Food and Chemical Toxicology
- Discipline: Toxicology
- Language: English
- Edited by: Matthew Wright

Publication details
- Former names: Food and Cosmetics Toxicology
- History: 1963–present
- Publisher: Elsevier
- Frequency: Monthly
- Impact factor: 4.6 (2019)

Standard abbreviations
- ISO 4: Food Chem. Toxicol.

Indexing
- CODEN: FCTOD7
- ISSN: 0278-6915
- LCCN: 82643214
- OCLC no.: 67270973

Links
- Journal homepage; Online archive;

= Food and Chemical Toxicology =

Food and Chemical Toxicology is a peer-reviewed scientific journal covering aspects of food safety, chemical safety, and other aspects of consumer product safety. It is published by Elsevier and was established in 1963. The editor-in-chief is Matthew Wright.

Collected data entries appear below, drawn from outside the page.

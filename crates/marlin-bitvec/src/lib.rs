//! Bit vectors for the marlin search kernel.
//!
//! A [`BitVector`] covers doc ids `[0, docid_limit)` with little-endian
//! 64-bit machine words. The word storage is padded to a whole number of
//! 8-word batches so the fused multi-bit-vector iterator can always read
//! an aligned 64-byte batch without bounds checks failing near the end.
//!
//! Bits outside `[start, size)` are kept clear by every mutating
//! operation; `not_self` re-establishes that invariant after inverting.

pub mod accel;

use marlin_types::DocId;

/// Number of bits per storage word.
pub const WORD_LEN: u32 = 64;

/// Storage word index covering `doc_id`.
#[must_use]
pub fn word_num(doc_id: DocId) -> usize {
    (doc_id / WORD_LEN) as usize
}

/// Single-bit mask for `doc_id` within its word.
#[must_use]
pub fn word_mask(doc_id: DocId) -> u64 {
    1u64 << (doc_id % WORD_LEN)
}

/// Mask selecting `doc_id` and every higher bit of its word.
#[must_use]
pub fn check_mask(doc_id: DocId) -> u64 {
    !0u64 << (doc_id % WORD_LEN)
}

/// A document-id bit set over `[start, size)`.
#[derive(Debug, Clone, PartialEq, Eq)]
pub struct BitVector {
    words: Vec<u64>,
    start: DocId,
    size: DocId,
}

impl BitVector {
    /// Create an empty bit vector covering `[start, size)`.
    #[must_use]
    pub fn new(start: DocId, size: DocId) -> Self {
        let size = size.max(start);
        let num_words = word_num(size.saturating_add(WORD_LEN - 1));
        let padded = num_words.div_ceil(accel::WORDS_PER_BATCH) * accel::WORDS_PER_BATCH;
        Self {
            words: vec![0; padded],
            start,
            size,
        }
    }

    /// Create a bit vector with the given bits set.
    #[must_use]
    pub fn from_bits(start: DocId, size: DocId, bits: &[DocId]) -> Self {
        let mut bv = Self::new(start, size);
        for &bit in bits {
            bv.set_bit(bit);
        }
        bv
    }

    #[must_use]
    pub fn start(&self) -> DocId {
        self.start
    }

    /// Exclusive upper bound on valid doc ids.
    #[must_use]
    pub fn size(&self) -> DocId {
        self.size
    }

    /// Raw word storage, padded to whole 8-word batches.
    #[must_use]
    pub fn words(&self) -> &[u64] {
        &self.words
    }

    #[must_use]
    pub fn test_bit(&self, doc_id: DocId) -> bool {
        if doc_id < self.start || doc_id >= self.size {
            return false;
        }
        (self.words[word_num(doc_id)] & word_mask(doc_id)) != 0
    }

    pub fn set_bit(&mut self, doc_id: DocId) {
        if doc_id >= self.start && doc_id < self.size {
            self.words[word_num(doc_id)] |= word_mask(doc_id);
        }
    }

    pub fn clear_bit(&mut self, doc_id: DocId) {
        if doc_id < self.size {
            self.words[word_num(doc_id)] &= !word_mask(doc_id);
        }
    }

    /// Copy of an external word array as a bit vector over
    /// `[start, size)`, optionally inverted. Words the source does not
    /// cover read as zero before inversion.
    #[must_use]
    pub fn from_view(start: DocId, size: DocId, words: &[u64], inverted: bool) -> Self {
        let mut bv = Self::new(start, size);
        for (i, word) in bv.words.iter_mut().enumerate() {
            let src = words.get(i).copied().unwrap_or(0);
            *word = if inverted { !src } else { src };
        }
        bv.clear_outside_range();
        bv
    }

    /// The first set bit at or after `doc_id`, or `size` when none is
    /// left.
    #[must_use]
    pub fn next_true_bit(&self, doc_id: DocId) -> DocId {
        let from = doc_id.max(self.start);
        if from >= self.size {
            return self.size;
        }
        let mut idx = word_num(from);
        let mut word = self.words[idx] & check_mask(from);
        loop {
            if word != 0 {
                let found = (idx as u32) * WORD_LEN + word.trailing_zeros();
                return found.min(self.size);
            }
            idx += 1;
            if idx >= self.words.len() {
                return self.size;
            }
            word = self.words[idx];
        }
    }

    /// The first clear bit at or after `doc_id`, or `size` when every
    /// remaining bit is set.
    #[must_use]
    pub fn next_false_bit(&self, doc_id: DocId) -> DocId {
        if doc_id >= self.size {
            return self.size;
        }
        let mut idx = word_num(doc_id);
        let mut word = !self.words[idx] & check_mask(doc_id);
        loop {
            if word != 0 {
                let found = (idx as u32) * WORD_LEN + word.trailing_zeros();
                return found.min(self.size);
            }
            idx += 1;
            if idx >= self.words.len() {
                return self.size;
            }
            word = !self.words[idx];
        }
    }

    /// Number of set bits.
    #[must_use]
    pub fn count_bits(&self) -> u32 {
        self.words.iter().map(|w| w.count_ones()).sum()
    }

    /// Intersect with `other`; bits `other` does not cover are cleared.
    pub fn and_with(&mut self, other: &Self) {
        let common = self.words.len().min(other.words.len());
        for i in 0..common {
            self.words[i] &= other.words[i];
        }
        for word in &mut self.words[common..] {
            *word = 0;
        }
        self.clear_outside_range();
    }

    /// Union with `other`.
    pub fn or_with(&mut self, other: &Self) {
        let common = self.words.len().min(other.words.len());
        for i in 0..common {
            self.words[i] |= other.words[i];
        }
        self.clear_outside_range();
    }

    /// Remove every bit set in `other`.
    pub fn and_not_with(&mut self, other: &Self) {
        let common = self.words.len().min(other.words.len());
        for i in 0..common {
            self.words[i] &= !other.words[i];
        }
    }

    /// Invert every bit inside `[start, size)`.
    pub fn not_self(&mut self) {
        for word in &mut self.words {
            *word = !*word;
        }
        self.clear_outside_range();
    }

    fn clear_outside_range(&mut self) {
        let first = word_num(self.start);
        for word in &mut self.words[..first] {
            *word = 0;
        }
        if self.start % WORD_LEN != 0 {
            self.words[first] &= check_mask(self.start);
        }
        let last = word_num(self.size);
        if last < self.words.len() {
            if self.size % WORD_LEN != 0 {
                self.words[last] &= !check_mask(self.size);
            }
            let from = if self.size % WORD_LEN == 0 { last } else { last + 1 };
            for word in &mut self.words[from..] {
                *word = 0;
            }
        }
    }
}
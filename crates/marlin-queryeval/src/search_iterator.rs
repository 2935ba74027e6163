//! The doc-id cursor abstraction.
//!
//! A search iterator walks matching documents in strictly ascending doc
//! id order within the range set by `init_range`. The public driver
//! methods `seek`/`unpack` guard the internal hooks `do_seek`/`do_unpack`
//! so implementations may assume their preconditions:
//!
//! - `do_seek(d)` is only invoked with `d` greater than the current doc
//!   id,
//! - `do_unpack(d)` is only invoked when the iterator is positioned
//!   exactly at `d`.
//!
//! Strictness is a contract with the parent operator: a strict iterator
//! advances on its own to the next hit when a seek misses, a non-strict
//! iterator only answers yes/no for the given target and leaves its
//! position unspecified on a miss.

use marlin_bitvec::BitVector;
use marlin_types::{DocId, Trinary, END_DOC_ID};

use crate::bit_vector_iterator::BitVectorView;
use crate::multi_search::MultiSearch;
use crate::source_blender::SourceBlenderSearch;

/// Boxed iterator, the unit of composition for operator trees.
pub type SearchIteratorBox = Box<dyn SearchIterator>;

/// The `(doc_id, end_id)` cursor state embedded in every iterator.
#[derive(Debug, Clone, Copy, PartialEq, Eq)]
pub struct IteratorState {
    doc_id: DocId,
    end_id: DocId,
}

impl IteratorState {
    /// State for a fresh range: positioned just before `begin_id`.
    #[must_use]
    pub fn for_range(begin_id: DocId, end_id: DocId) -> Self {
        Self {
            doc_id: begin_id.saturating_sub(1),
            end_id,
        }
    }

    #[must_use]
    pub fn doc_id(&self) -> DocId {
        self.doc_id
    }

    #[must_use]
    pub fn end_id(&self) -> DocId {
        self.end_id
    }

    pub fn set_doc_id(&mut self, doc_id: DocId) {
        self.doc_id = doc_id;
    }

    pub fn set_at_end(&mut self) {
        self.doc_id = END_DOC_ID;
    }

    #[must_use]
    pub fn is_at_end(&self) -> bool {
        self.doc_id >= self.end_id
    }

    /// Whether `doc_id` lies at or past the end of the active range.
    #[must_use]
    pub fn is_past_end(&self, doc_id: DocId) -> bool {
        doc_id >= self.end_id
    }
}

impl Default for IteratorState {
    fn default() -> Self {
        Self::for_range(0, 0)
    }
}

/// A cursor over matching doc ids with optional per-term unpack.
pub trait SearchIterator: std::fmt::Debug {
    /// Access to the embedded cursor state.
    fn state(&self) -> &IteratorState;
    fn state_mut(&mut self) -> &mut IteratorState;

    /// Position for the range `[begin_id, end_id)`. Implementations
    /// must reset all internal state; strict iterators additionally
    /// position themselves at the first hit (or at end).
    fn init_range(&mut self, begin_id: DocId, end_id: DocId) {
        *self.state_mut() = IteratorState::for_range(begin_id, end_id);
    }

    /// Move towards `doc_id`. Precondition: `doc_id` is greater than the
    /// current doc id. Use [`SearchIterator::seek`] from the outside.
    fn do_seek(&mut self, doc_id: DocId);

    /// Populate match data for a hit at `doc_id`. Precondition: the
    /// iterator is positioned at `doc_id`. Use
    /// [`SearchIterator::unpack`] from the outside.
    fn do_unpack(&mut self, doc_id: DocId);

    /// Seek to `doc_id`, returning whether the iterator is positioned
    /// exactly there afterwards.
    fn seek(&mut self, doc_id: DocId) -> bool {
        if doc_id > self.doc_id() {
            self.do_seek(doc_id);
        }
        self.doc_id() == doc_id
    }

    /// Unpack match data for `doc_id` if this iterator is positioned on
    /// it.
    fn unpack(&mut self, doc_id: DocId) {
        if self.doc_id() == doc_id {
            self.do_unpack(doc_id);
        }
    }

    fn doc_id(&self) -> DocId {
        self.state().doc_id()
    }

    fn end_id(&self) -> DocId {
        self.state().end_id()
    }

    fn is_at_end(&self) -> bool {
        self.state().is_at_end()
    }

    /// The strictness contract this iterator honors.
    fn is_strict(&self) -> Trinary {
        Trinary::Undefined
    }

    /// Materialize all hits in `[begin_id, end_id)` into a bit vector.
    /// The default drives `seek` over the whole range, skipping ahead by
    /// the iterator's own position when it is strict.
    fn get_hits(&mut self, begin_id: DocId) -> BitVector {
        let end = self.end_id();
        let mut result = BitVector::new(begin_id, end);
        let mut doc_id = begin_id;
        while doc_id < end {
            if self.seek(doc_id) {
                result.set_bit(doc_id);
            }
            doc_id = (doc_id + 1).max(self.doc_id());
        }
        result
    }

    /// Intersect this iterator's hits into a caller-owned bit vector.
    fn and_hits_into(&mut self, result: &mut BitVector, begin_id: DocId) {
        let hits = self.get_hits(begin_id);
        result.and_with(&hits);
    }

    /// Union this iterator's hits into a caller-owned bit vector.
    fn or_hits_into(&mut self, result: &mut BitVector, begin_id: DocId) {
        let hits = self.get_hits(begin_id);
        result.or_with(&hits);
    }

    /// Offer a strict filter for absorption. Implementations that can
    /// fold the filter into their own evaluation consume it and return
    /// `None`; the default hands it back untouched.
    fn and_with(
        &mut self,
        filter: SearchIteratorBox,
        estimate: u32,
    ) -> Option<SearchIteratorBox> {
        let _ = estimate;
        Some(filter)
    }

    /// Ternary answer used while building filter iterators: does this
    /// iterator match any document at all?
    fn matches_any(&self) -> Trinary {
        Trinary::Undefined
    }

    /// Whether this is a plain bit-vector iterator (fusion candidate).
    fn is_bit_vector(&self) -> bool {
        false
    }

    /// The word view of a bit-vector iterator; `None` for everything
    /// else.
    fn bit_vector_view(&self) -> Option<BitVectorView> {
        None
    }

    /// Downcast hook for operators that own a child list.
    fn as_multi(&mut self) -> Option<&mut dyn MultiSearch> {
        None
    }

    /// Downcast hook for the source blender (the fused bit-vector
    /// optimization recurses through its per-source children).
    fn as_source_blender(&mut self) -> Option<&mut SourceBlenderSearch> {
        None
    }

    /// Short name for debug output.
    fn name(&self) -> &'static str;
}

#[cfg(test)]
pub(crate) mod test_support {
    use super::{IteratorState, SearchIterator};
    use marlin_types::{DocId, Trinary};

    /// Strict test iterator over a fixed, sorted doc id list.
    #[derive(Debug)]
    pub struct VecIterator {
        state: IteratorState,
        hits: Vec<DocId>,
    }

    impl VecIterator {
        pub fn new(hits: Vec<DocId>) -> Self {
            Self {
                state: IteratorState::default(),
                hits,
            }
        }
    }

    impl SearchIterator for VecIterator {
        fn state(&self) -> &IteratorState {
            &self.state
        }

        fn state_mut(&mut self) -> &mut IteratorState {
            &mut self.state
        }

        fn init_range(&mut self, begin_id: DocId, end_id: DocId) {
            self.state = IteratorState::for_range(begin_id, end_id);
            let first = self
                .hits
                .iter()
                .copied()
                .find(|&d| d >= begin_id && d < end_id);
            match first {
                Some(doc) => self.state.set_doc_id(doc),
                None => self.state.set_at_end(),
            }
        }

        fn do_seek(&mut self, doc_id: DocId) {
            let next = self
                .hits
                .iter()
                .copied()
                .find(|&d| d >= doc_id && d < self.state.end_id());
            match next {
                Some(doc) => self.state.set_doc_id(doc),
                None => self.state.set_at_end(),
            }
        }

        fn do_unpack(&mut self, _doc_id: DocId) {}

        fn is_strict(&self) -> Trinary {
            Trinary::True
        }

        fn name(&self) -> &'static str {
            "VecIterator"
        }
    }
}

== Abstracting and indexing ==
The journal is abstracted and indexed in Analytical Abstracts, BIOSIS Previews, CAB International, Chemical Abstracts Service, Current Contents/Agriculture, Biology & Environmental Sciences, Current Contents/Life Sciences, Elsevier BIOBASE, EMBASE, MEDLINE/PubMed, Science Citation Index, and Scopus. According to the Journal Citation Reports, it has a 2014 impact factor of 2.895, ranking it 30th out of 87 journals in the category "Toxicology" and 14th out of 123 journals in the category "Food Science & Technology".

==Controversies==
In September 2012 F&CT was the original journal which published the paper in question in the Séralini affair. In November 2013 the publisher (Elsevier) then retracted it, however, only for it to be republished by Environmental Sciences Europe in June 2014.

In 2022, after a call from the editor for articles on alleged adverse effects of the COVID-19 vaccine, Seneff et al. published a paper alleging various mechanisms for various diseases that the authors intend to link to COVID-19 vaccination. Several scientists have warned of the biases and shortcomings that this article contains.